Machine-written stories may not be a good idea from a journalist’s point of view, but media owners bent on reducing payroll may have a different perspective.

“It’s one thing when Google or Microsoft does something in this area, because you don’t think of them as news companies — but if this is successful, it could bleed over into real news companies,” Kennedy said.

“That will mean not only fewer jobs for journalists, but a diminished editorial product,” he pointed out, “because you’re eliminating a layer of human judgment.”

However, journalists shouldn’t be threatened by AI in the near term, said Kennedy.

“The technology isn’t good enough, yet — but that could change,” he continued. “I suppose it’s going to get better, and at some point it will present a real threat to not only jobs but the whole philosophy of having human editorial judgment applied to journalism.”

Anyone who has had a post deleted by Facebook knows the pitfalls of using algorithms to make editorial judgments, Kennedy added. “You can’t argue with them. You can’t reason with them. You can’t get them to change their mind. The fewer humans you have in the process, the more diminished the journalism is.”

Gaming the AI

Artificial intelligence systems eventually might start writing stories, but that would be a mistake, said Bill Ostendorf, president of Creative Circle Media Consulting in Providence, Rhode Island.

“Once it’s discovered how the AI is writing a story, it can be manipulated to hide data or omit it,” he told TechNewsWorld.

One area where AI is a journalist’s friend, though, is in processing massive amounts of data. “AI is good at hunting and finding data in databases,” Ostendorf said.

If AI makes any inroads in journalism, it’s likely to be with large news outfits with deep pockets.

“Ninety percent of newspapers don’t even have the resources to do an infographic, so AI is going to be out of their reach,” Ostendorf noted.

It’s common when selling change to the rank and file of an organization to sell it as a way to help employees do a better job. That’s the case with AI for journalists, too. It’s supposed to free them up to do more high-value stories.

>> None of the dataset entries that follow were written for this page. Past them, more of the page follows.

//! Grid geometry primitives
//!
//! Cells are addressed by (column, row). Column grows to the right, row grows
//! towards `Direction::Top`.

use std::fmt;

use glam::{IVec2, Vec2};
use serde::{Deserialize, Serialize};

/// A cell coordinate on the board
#[derive(Debug, Clone, Copy, PartialEq, Eq, Hash, Default, Serialize, Deserialize)]
pub struct GridPoint {
    pub column: i32,
    pub row: i32,
}

impl GridPoint {
    pub const fn new(column: i32, row: i32) -> Self {
        Self { column, row }
    }

    /// Neighbouring cell one step in `direction` (self for `Direction::None`)
    #[inline]
    pub fn step(self, direction: Direction) -> Self {
        self + direction.vector()
    }

    /// The four orthogonal neighbours, in `Direction::CARDINAL` order
    pub fn neighbours(self) -> impl Iterator<Item = GridPoint> {
        Direction::CARDINAL.into_iter().map(move |d| self.step(d))
    }

    #[inline]
    pub fn as_ivec2(self) -> IVec2 {
        IVec2::new(self.column, self.row)
    }
}

impl From<IVec2> for GridPoint {
    fn from(v: IVec2) -> Self {
        Self::new(v.x, v.y)
    }
}

impl From<(i32, i32)> for GridPoint {
    fn from((column, row): (i32, i32)) -> Self {
        Self::new(column, row)
    }
}

impl std::ops::Add<IVec2> for GridPoint {
    type Output = GridPoint;

    fn add(self, rhs: IVec2) -> GridPoint {
        (self.as_ivec2() + rhs).into()
    }
}

impl fmt::Display for GridPoint {
    fn fmt(&self, f: &mut fmt::Formatter<'_>) -> fmt::Result {
        write!(f, "({}, {})", self.column, self.row)
    }
}

/// Travel / facing direction
///
/// `None` means "not moving". It is a valid state but never a valid argument
/// where an actual direction is required.
#[derive(Debug, Clone, Copy, PartialEq, Eq, Hash, Default, Serialize, Deserialize)]
pub enum Direction {
    #[default]
    None,
    Top,
    Right,
    Bottom,
    Left,
}

impl Direction {
    /// Cardinal directions in clockwise order (rotation order for `plus`)
    pub const CARDINAL: [Direction; 4] = [
        Direction::Top,
        Direction::Right,
        Direction::Bottom,
        Direction::Left,
    ];

    /// Unit displacement in cells
    pub fn vector(self) -> IVec2 {
        match self {
            Direction::None => IVec2::ZERO,
            Direction::Top => IVec2::Y,
            Direction::Right => IVec2::X,
            Direction::Bottom => IVec2::NEG_Y,
            Direction::Left => IVec2::NEG_X,
        }
    }

    /// Unit displacement as a float vector (for sub-cell accumulation)
    #[inline]
    pub fn vec2(self) -> Vec2 {
        self.vector().as_vec2()
    }

    pub fn is_horizontal(self) -> bool {
        matches!(self, Direction::Left | Direction::Right)
    }

    pub fn is_vertical(self) -> bool {
        matches!(self, Direction::Top | Direction::Bottom)
    }

    pub fn is_none(self) -> bool {
        self == Direction::None
    }

    fn index(self) -> Option<i32> {
        Direction::CARDINAL
            .iter()
            .position(|&d| d == self)
            .map(|i| i as i32)
    }

    /// Rotate clockwise by `steps` quarter turns (negative turns counter-clockwise).
    /// `None` stays `None`.
    pub fn plus(self, steps: i32) -> Direction {
        match self.index() {
            Some(i) => Direction::CARDINAL[(i + steps).rem_euclid(4) as usize],
            None => Direction::None,
        }
    }

    /// Signed angle in degrees (counter-clockwise positive) from `self` to `other`,
    /// in (-180, 180]. Zero when either side is `None`.
    pub fn angle_to(self, other: Direction) -> f32 {
        match (self.index(), other.index()) {
            (Some(a), Some(b)) => {
                // Clockwise quarter turns from self to other
                let cw = (b - a).rem_euclid(4);
                match cw {
                    0 => 0.0,
                    1 => -90.0,
                    2 => 180.0,
                    _ => 90.0,
                }
            }
            _ => 0.0,
        }
    }
}
//! Exit reachability over the terrain mask
//!
//! Pure functions: objects are ignored, nothing is cached between calls, so
//! the editor can call these every frame while the mask is being edited.

use std::collections::VecDeque;

use super::level::Level;
use crate::geom::GridPoint;

/// Shortest 4-connected path from entry to exit over passable terrain,
/// both endpoints included. Entry and exit themselves count as walkable
/// regardless of their mask value.
pub fn exit_path(level: &Level) -> Option<Vec<GridPoint>> {
    let columns = level.columns() as usize;
    let index = |p: GridPoint| p.column as usize * level.rows() as usize + p.row as usize;

    let entry = level.entry();
    let exit = level.exit();
    if !level.is_on_board(entry) || !level.is_on_board(exit) {
        return None;
    }

    let mut parent: Vec<Option<GridPoint>> = vec![None; columns * level.rows() as usize];
    let mut visited = vec![false; parent.len()];
    let mut queue = VecDeque::new();
    visited[index(entry)] = true;
    queue.push_back(entry);

    while let Some(cell) = queue.pop_front() {
        if cell == exit {
            let mut path = vec![cell];
            let mut cursor = cell;
            while let Some(prev) = parent[index(cursor)] {
                path.push(prev);
                cursor = prev;
            }
            path.reverse();
            return Some(path);
        }
        for next in cell.neighbours() {
            if !level.is_on_board(next) || visited[index(next)] {
                continue;
            }
            if next != exit && !level.is_passable(next) {
                continue;
            }
            visited[index(next)] = true;
            parent[index(next)] = Some(cell);
            queue.push_back(next);
        }
    }
    None
}

/// Whether the exit can still be reached from the entry
pub fn is_solvable(level: &Level) -> bool {
    exit_path(level).is_some()
}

“Developers may genuinely believe their software is going to make a person’s job better,” Ostendorf said, “but for management it’s usually about reducing headcount, not making anyone’s job better.”

Americans Skeptical of AI

AI performs many journalistic tasks that would go undone without it, such as writing thousands of earnings reports, wrote business journalist Mikael Trnwall in a report prepared for multinational networking and telecommunications company Ericsson, based in Sweden.

“Yet it would be naive to believe that media companies will not also use technology to cut costs by reducing staff,” he wrote. “In this sense, artificial intelligence is both an opportunity for journalism and a threat to journalists.”

As part of the report, a survey was conducted by Kantar SIFO of more than 4,000 people in Sweden, South Korea, Brazil, and the United States about AI and journalism. Of the four nations, U.S. citizens were the most skeptical of AI.

Asked if algorithms would be choosing all or some of the news they consumed in the future, 83 percent of South Koreans said yes, followed by 72 percent of Brazilians, 49 percent of Swedes and 46 percent of Americans.

The survey group also was asked if software would write articles in place of journalists. Eighty-one percent of Koreans believed machines would be writing news stories for them in the future, followed by 63 percent of Brazilians, 53 percent of Swedes, and 47 percent of Americans.